The people of the United States have spoken: Joseph R. Biden Jr. will be the 46th president of our 244-year-old democracy.
The people have spoken: For the first time in our history, a woman is vice president-elect. For the first time in our history, a woman of color — her parents are immigrants from Jamaica and India — will hold the nation’s second-highest office.
Let us pause to reflect on this astonishing moment in history.
And then there’s this reality. The people have spoken — but not with one voice.
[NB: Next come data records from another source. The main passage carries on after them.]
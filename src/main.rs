//! Query Template Engine CLI
//!
//! Usage:
//!   qte [OPTIONS] render <SCHEMA> <TEMPLATE>
//!   qte [OPTIONS] plan <OPERATION_TYPE> <TEMPLATE>
//!
//! Options:
//!   -r, --root <DIR>       Directory holding template resources [default: .]
//!   -c, --config <FILE>    Engine configuration (TOML format)
//!   -p, --params <JSON>    Parameters as a JSON object [default: {}]
//!   -h, --help             Print help

use std::path::PathBuf;

use clap::{Parser, Subcommand};
use serde_json::Value;
use tracing_subscriber::EnvFilter;

use query_template_engine::{
    bind, resolve_query, BackendRequest, EngineConfig, EngineError, FsSource, Renderer,
    TemplateStore,
};

#[derive(Parser)]
#[command(name = "qte")]
#[command(about = "Render and inspect parameterised search query templates")]
struct Cli {
    /// Directory holding template resources
    #[arg(short, long, default_value = ".")]
    root: PathBuf,

    /// Engine configuration (TOML format)
    #[arg(short, long)]
    config: Option<PathBuf>,

    /// Parameters as a JSON object
    #[arg(short, long, default_value = "{}")]
    params: String,

    #[command(subcommand)]
    command: Command,
}

#[derive(Subcommand)]
enum Command {
    /// Render an ad-hoc template and print the payload
    Render {
        /// Schema (collection) the template belongs to
        schema: String,
        /// Template file name within the schema directory
        template: String,
    },
    /// Resolve a grouped template and print the request it would send
    Plan {
        /// Operation type naming the template group
        operation_type: String,
        /// Template name within the group
        template: String,
    },
}

fn main() {
    let _ = tracing_subscriber::fmt()
        .with_env_filter(
            EnvFilter::try_from_default_env().unwrap_or_else(|_| EnvFilter::new("warn")),
        )
        .with_writer(std::io::stderr)
        .try_init();

    let cli = Cli::parse();

    let config = match &cli.config {
        Some(path) => match EngineConfig::from_file(path) {
            Ok(c) => c,
            Err(e) => {
                eprintln!("Error loading config '{}': {}", path.display(), e);
                std::process::exit(1);
            }
        },
        None => EngineConfig::default(),
    };

    let params: Value = match serde_json::from_str(&cli.params) {
        Ok(v) => v,
        Err(e) => {
            eprintln!("Error parsing --params: {}", e);
            std::process::exit(1);
        }
    };

    let store = TemplateStore::new(FsSource::new(&cli.root), config.templates);
    let renderer = Renderer::new(config.render);

    let result = match &cli.command {
        Command::Render { schema, template } => {
            render_adhoc(&store, &renderer, schema, template, &params)
        }
        Command::Plan {
            operation_type,
            template,
        } => plan(&store, &renderer, operation_type, template, &params),
    };

    match result {
        Ok(output) => println!("{}", output),
        Err(e) => {
            match e.report() {
                Some(report) => eprintln!("{}", report),
                None => eprintln!("Error: {}", e),
            }
            std::process::exit(1);
        }
    }
}

fn render_adhoc(
    store: &TemplateStore,
    renderer: &Renderer,
    schema: &str,
    template: &str,
    params: &Value,
) -> Result<String, EngineError> {
    let text = store.load_template(schema, template)?;
    let ctx = bind(params)?;
    renderer.render_named(template, &text, &ctx)
}

fn plan(
    store: &TemplateStore,
    renderer: &Renderer,
    operation_type: &str,
    template: &str,
    params: &Value,
) -> Result<String, EngineError> {
    let query = resolve_query(store, renderer, operation_type, template, params)?;
    let request = BackendRequest::for_query(&query);
    let mut out = format!("{} {}", request.method, request.path());
    if let Some(body) = &request.body {
        out.push('\n');
        out.push_str(body);
    }
    Ok(out)
}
Biden won the popular vote with a record 74.4 million, as of Saturday. But let’s not forget that President Donald J. Trump gathered 70.3 million votes. That is not insignificant.
President Trump is challenging the counting of votes in several states, as is his right. Let the legal system sort out the process. We do not believe widespread, unsubstantiated, fraud led to his defeat. Whether it was his policies or his personality, he was not the choice by most Americans to be their leader for another four years.
This is a harsh repudiation for the man who attracted enthusiastic thousands to his rallies, even during the pandemic.
But the vote was not the landslide Democrats hoped for.
A substantial portion of the population of our country sees Trump as the better equipped person to lead through the next four years, and their perspective cannot be ignored.
The divide is great, the challenge to unite these 50 states even greater. But that’s what is called for in the weeks, months, and years ahead.
President-elect Biden embodies the dignity and compassion this country needs to move forward. He needs to represent the country as a whole, not just those who invested their trust in a vote.
In Connecticut, a reliably blue state, we could feel vindicated in the outcome of this presidential election. Biden won our state and its seven electoral college votes. (Not enough to change an outcome, but we still count them proudly.) Gov. Ned Lamont was an early supporter of Biden, and that likely won’t be overlooked. Biden knows our state: His son Hunter attended Yale University (at the encouragement of now-U.S. Rep. Rosa DeLauro).
This is a big ask — differences have grown ever more rancorous in recent months — the way forward is up to each of us. Look for our common ground.
Are we not all affected by the coronavirus pandemic that has killed more than 237,000 of our fellow Americans, so far, and is surging anew this fall? Are we not all impacted by the economic upheaval, caused in no small part by the pandemic? Are we not all responsible for examining the racial and economic inequalities underlying our society? With record hurricanes and wildfires threatening lives, are we not all facing dire environmental consequences of inaction?
Are we not all in this together?
Let us move forward as a country, united. Let us be our best.